I spend a lot of my time designing technology to help people overcome people using technology for bad purposes. In my line of business email isn’t just a critical communications tool helping elderly relatives in New Zealand view the photos of their great-grandchild’s birthday or allow small one-or-two person companies compete with multi-national corporations - no, it is a seething pit of malware, data leaks and social engineering attacks.
Every-so-often a piece of software comes out that restore my faith in the fact that technology can make the World a better place. This kind of software melds several different underlying technologies and provides some innovative or new use through the synergy of the different components.
Consider the Global Positioning System (GPS) was designed to aid the military in operations. Once it was opened up for public use after a Korean Airlines flight was shot down after entering Soviet airspace, a whole myriad of new uses where found for it. One of my favourites is geotagging: my camera is capable of taking a photo, putting the exact location of where the photo was taken into the metadata and then uploading it to a photosharing site such as Flickr. Now other people have no extended this by creating mash-ups that tie together Googlemaps with these stored photos allowing you to view all photos taken in a specific area by just clicking on a map.
One application I have been reading about is Oops, I’m Late.
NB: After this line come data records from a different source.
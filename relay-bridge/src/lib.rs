#![deny(missing_docs)]
//! Translates one agent driver's event stream into bus events.
//!
//! Streaming text/thinking deltas are buffered per turn, not forwarded
//! per-token — this decouples UI event volume from the driver's
//! streaming cadence and preserves "thinking before tool call" framing.
//! Each turn flushes its buffer at most once.

use futures::StreamExt;
use relay_bus::EventBus;
use relay_driver::{AgentDriver, DriverEvent, DriverHandle, StopReason};
use relay_types::{AgentMessageLog, Event, EventKind};
use thiserror::Error;

const THINKING_REPORT_TYPE: &str = "thinking";
const OUTPUT_PREVIEW_LIMIT: usize = 200;

/// Errors bridging a driver's event stream onto a bus.
#[non_exhaustive]
#[derive(Debug, Error)]
pub enum BridgeError {
    /// The bridge itself failed (not the driver or the bus).
    #[error("bridge failed: {0}")]
    Failed(String),

    /// Catch-all.
    #[error("{0}")]
    Other(#[from] Box<dyn std::error::Error + Send + Sync>),
}

/// Derive a toolkit display name from a snake_case tool name: its first
/// underscore-delimited segment, capitalised (`browser_visit_page` ->
/// `"Browser"`).
pub fn toolkit_name(tool_name: &str) -> String {
    let first = tool_name.split('_').next().unwrap_or(tool_name);
    let mut chars = first.chars();
    match chars.next() {
        Some(c) => c.to_uppercase().collect::<String>() + chars.as_str(),
        None => String::new(),
    }
}

fn truncate_chars(s: &str, limit: usize) -> String {
    if s.chars().count() <= limit {
        s.to_string()
    } else {
        s.chars().take(limit).collect()
    }
}

/// How a [`bridge`] call ended.
#[derive(Debug, Clone, Default)]
pub struct BridgeOutcome {
    /// Whether the turn guard tripped and aborted the driver (only
    /// possible when `bridge` was called with `max_turns = Some(_)`).
    pub turn_limit_exceeded: bool,
    /// The message log carried on the driver's `AgentEnd` event, if the
    /// stream reached one. This is the log as the driver emitted it at
    /// the moment its run ended — callers needing the "current"
    /// conversation mid-run still read it via `AgentDriver::messages`.
    pub final_messages: AgentMessageLog,
}

/// Drive one agent's event stream to completion, translating it into
/// `bus` events. `subtask_label`, when set, tags `activate_agent` /
/// `deactivate_agent` events so concurrent subtasks sharing one bus can
/// be told apart (the scheduler's `#{id}` label convention).
///
/// `max_turns`, when set, is the Executor's turn guard (§4.4 step 3e):
/// once `turn_end` has been observed `max_turns` times, `driver` is
/// aborted. The stream is still drained to completion afterward so the
/// bridge's own bookkeeping (flush, `deactivate_agent`) runs normally.
pub async fn bridge(
    mut handle: DriverHandle,
    driver: &dyn AgentDriver,
    bus: &EventBus,
    subtask_label: Option<&str>,
    max_turns: Option<u32>,
) -> Result<BridgeOutcome, BridgeError> {
    let mut buffer = String::new();
    let mut flushed_this_turn = false;
    let mut agent_started = false;
    let mut turn_count = 0u32;
    let mut outcome = BridgeOutcome::default();
    let label = subtask_label.map(str::to_string);

    while let Some(event) = handle.receiver.next().await {
        match event {
            DriverEvent::TurnStart => {
                if !agent_started {
                    agent_started = true;
                    bus.emit(Event::new(EventKind::ActivateAgent { subtask_id: label.clone() }))
                        .await;
                }
                buffer.clear();
                flushed_this_turn = false;
            }
            DriverEvent::MessageStart | DriverEvent::MessageEnd | DriverEvent::ToolExecutionUpdate { .. } => {}
            DriverEvent::MessageUpdate { delta, .. } => {
                tracing::debug!(delta_len = delta.len(), "buffering turn delta");
                buffer.push_str(&delta);
            }
            DriverEvent::ToolExecutionStart { name, .. } => {
                flush_thinking(bus, &mut buffer, &mut flushed_this_turn, true).await;
                bus.emit(Event::new(EventKind::ActivateToolkit { name: toolkit_name(&name) }))
                    .await;
            }
            DriverEvent::ToolExecutionEnd { name, success, output, .. } => {
                bus.emit(Event::new(EventKind::DeactivateToolkit {
                    name: toolkit_name(&name),
                    success,
                    output_preview: truncate_chars(&output, OUTPUT_PREVIEW_LIMIT),
                }))
                .await;
            }
            DriverEvent::TurnEnd => {
                turn_count += 1;
                if let Some(limit) = max_turns {
                    if turn_count >= limit && !outcome.turn_limit_exceeded {
                        outcome.turn_limit_exceeded = true;
                        tracing::warn!(turn_count, limit, "turn guard tripped, aborting driver");
                        driver.abort().await;
                    }
                }
            }
            DriverEvent::AgentEnd { messages, stop_reason } => {
                outcome.final_messages = messages;
                flush_thinking(bus, &mut buffer, &mut flushed_this_turn, false).await;
                bus.emit(Event::new(EventKind::DeactivateAgent { subtask_id: label.clone() }))
                    .await;
                if stop_reason == StopReason::Error {
                    bus.emit(Event::new(EventKind::Error {
                        message: "agent driver stopped with an error".into(),
                    }))
                    .await;
                }
            }
        }
    }
    Ok(outcome)
}

/// Flush the buffered thinking text, if any. `before_tool` distinguishes
/// the two cases the buffer can be flushed in: immediately before an
/// `activate_toolkit` event (both `agent_thinking` and
/// `agent_report(report_type=thinking)` fire), or at `agent_end` with no
/// following tool call (only `agent_thinking` fires — there is no report
/// to pair it with).
async fn flush_thinking(bus: &EventBus, buffer: &mut String, flushed_this_turn: &mut bool, before_tool: bool) {
    if *flushed_this_turn || buffer.is_empty() {
        return;
    }
    let text = std::mem::take(buffer);
    bus.emit(Event::new(EventKind::AgentThinking { text: text.clone() })).await;
    if before_tool {
        bus.emit(Event::new(EventKind::AgentReport {
            report_type: THINKING_REPORT_TYPE.to_string(),
            message: text,
        }))
        .await;
    }
    *flushed_this_turn = true;
}

#[cfg(test)]
mod tests {
    use super::*;

    #[test]
    fn toolkit_name_capitalises_first_segment() {
        assert_eq!(toolkit_name("browser_visit_page"), "Browser");
        assert_eq!(toolkit_name("code_run_script"), "Code");
        assert_eq!(toolkit_name("solo"), "Solo");
    }

    #[test]
    fn truncate_chars_respects_char_boundaries() {
        let s = "a".repeat(250);
        assert_eq!(truncate_chars(&s, 200).chars().count(), 200);
        assert_eq!(truncate_chars("short", 200), "short");
    }
}
#![deny(missing_docs)]
//! Hook pipeline for the Task Executor's subtask lifecycle.
//!
//! Generalizes the Executor's post-execution learning trigger (and any
//! future observability attaching to the same points) into an ordered,
//! short-circuiting pipeline of observers. These points fire around
//! subtask dispatch and completion, not model inference, so the
//! vocabulary here is this crate's own.

use async_trait::async_trait;
use relay_types::{Subtask, Task};
use std::sync::Arc;
use thiserror::Error;

/// Where in the Executor's subtask lifecycle a hook fires.
#[non_exhaustive]
#[derive(Debug, Clone, Copy, PartialEq, Eq, Hash)]
pub enum ExecutorHookPoint {
    /// Immediately before a subtask is dispatched to an agent.
    BeforeDispatch,
    /// After a subtask transitions to `Done`.
    AfterSubtaskDone,
    /// After a subtask transitions to `Failed`.
    AfterSubtaskFailed,
    /// After `replanSubtasks` has been applied.
    AfterReplan,
    /// After the scheduler loop exits, where the post-execution learning
    /// trigger attaches: not stopped, authenticated, at least one browser
    /// subtask, two or more total, all browser subtasks done.
    PostExecutionLearning,
}

/// What context is available to a hook at its firing point.
///
/// Read-only: hooks observe and decide, they don't mutate the task or
/// subtask directly. A hook that wants to change scheduling returns
/// [`ExecutorHookAction::Halt`]; it does not reach into `task`.
#[non_exhaustive]
#[derive(Debug, Clone)]
pub struct ExecutorHookContext<'a> {
    /// Current hook point.
    pub point: ExecutorHookPoint,
    /// The task this subtask belongs to.
    pub task: &'a Task,
    /// The subtask this event concerns. `None` only at
    /// `PostExecutionLearning`, which is task-scoped, not subtask-scoped.
    pub subtask: Option<&'a Subtask>,
}

impl<'a> ExecutorHookContext<'a> {
    /// Build a context for a subtask-scoped hook point.
    pub fn for_subtask(point: ExecutorHookPoint, task: &'a Task, subtask: &'a Subtask) -> Self {
        Self { point, task, subtask: Some(subtask) }
    }

    /// Build a context for the task-scoped `PostExecutionLearning` point.
    pub fn for_task(task: &'a Task) -> Self {
        Self { point: ExecutorHookPoint::PostExecutionLearning, task, subtask: None }
    }

    /// Build a context for the task-scoped `AfterReplan` point.
    pub fn for_replan(task: &'a Task) -> Self {
        Self { point: ExecutorHookPoint::AfterReplan, task, subtask: None }
    }
}

/// What a hook decides to do.
#[non_exhaustive]
#[derive(Debug, Clone, PartialEq, Eq)]
pub enum ExecutorHookAction {
    /// Continue normally.
    Continue,
    /// Halt the executor (observer tripwire). Only meaningful at
    /// `BeforeDispatch`; the subtask is not dispatched and is left
    /// `Pending` for a future resume.
    Halt {
        /// Reason for halting.
        reason: String,
    },
}

/// Errors a hook implementation can report.
///
/// These are logged and do NOT halt the executor — use
/// `ExecutorHookAction::Halt` for that.
#[non_exhaustive]
#[derive(Debug, Error)]
pub enum HookError {
    /// The hook's own logic failed.
    #[error("hook failed: {0}")]
    Failed(String),

    /// Catch-all.
    #[error("{0}")]
    Other(#[from] Box<dyn std::error::Error + Send + Sync>),
}

/// An observer attached to the Executor's subtask lifecycle.
///
/// Implementations:
/// - a post-execution learning uploader (fire-and-forget to the cloud)
/// - a metrics/telemetry sink
/// - a guardrail that halts dispatch under some policy
///
/// Handlers SHOULD complete quickly; a hook that calls out to a slow
/// external service adds latency to every subtask transition it's
/// registered for. That cost is the hook author's responsibility.
#[async_trait]
pub trait Hook: Send + Sync {
    /// Which points this hook fires at.
    fn points(&self) -> &[ExecutorHookPoint];

    /// Called at each registered hook point.
    ///
    /// Returning an error does NOT halt the executor — it's logged via
    /// `tracing::warn!` and treated as `Continue`. Use
    /// `ExecutorHookAction::Halt` to halt.
    async fn on_event(&self, ctx: &ExecutorHookContext<'_>) -> Result<ExecutorHookAction, HookError>;
}

/// An ordered pipeline of [`Hook`]s, dispatched in registration order.
///
/// Short-circuits on the first non-`Continue` action. Hook errors are
/// logged and treated as `Continue` so one misbehaving observer can't
/// stall the scheduler.
pub struct HookRegistry {
    hooks: Vec<Arc<dyn Hook>>,
}

impl HookRegistry {
    /// Create a new empty hook registry.
    pub fn new() -> Self {
        Self { hooks: Vec::new() }
    }

    /// Add a hook to the end of the pipeline.
    pub fn add(&mut self, hook: Arc<dyn Hook>) {
        self.hooks.push(hook);
    }

    /// Dispatch a hook event through the pipeline.
    pub async fn dispatch(&self, ctx: &ExecutorHookContext<'_>) -> ExecutorHookAction {
        for hook in &self.hooks {
            if !hook.points().contains(&ctx.point) {
                continue;
            }

            match hook.on_event(ctx).await {
                Ok(ExecutorHookAction::Continue) => continue,
                Ok(action) => return action,
                Err(err) => {
                    tracing::warn!(point = ?ctx.point, error = %err, "hook failed, continuing");
                    continue;
                }
            }
        }

        ExecutorHookAction::Continue
    }
}

impl Default for HookRegistry {
    fn default() -> Self {
        Self::new()
    }
}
This piece of software is installed on a GPS-enabled smartphone, it knows where you are meant to be because it has access to your calendar, it knows who you are supposed to meet there because it has access to your address book and it knows where you are because it has access to your GPS data. What it does is automatically sends an SMS apologising for you being late and giving an Estimated Time of Arrival if it calculates you can’t make a meeting in your diary - this is absolute bloody genius.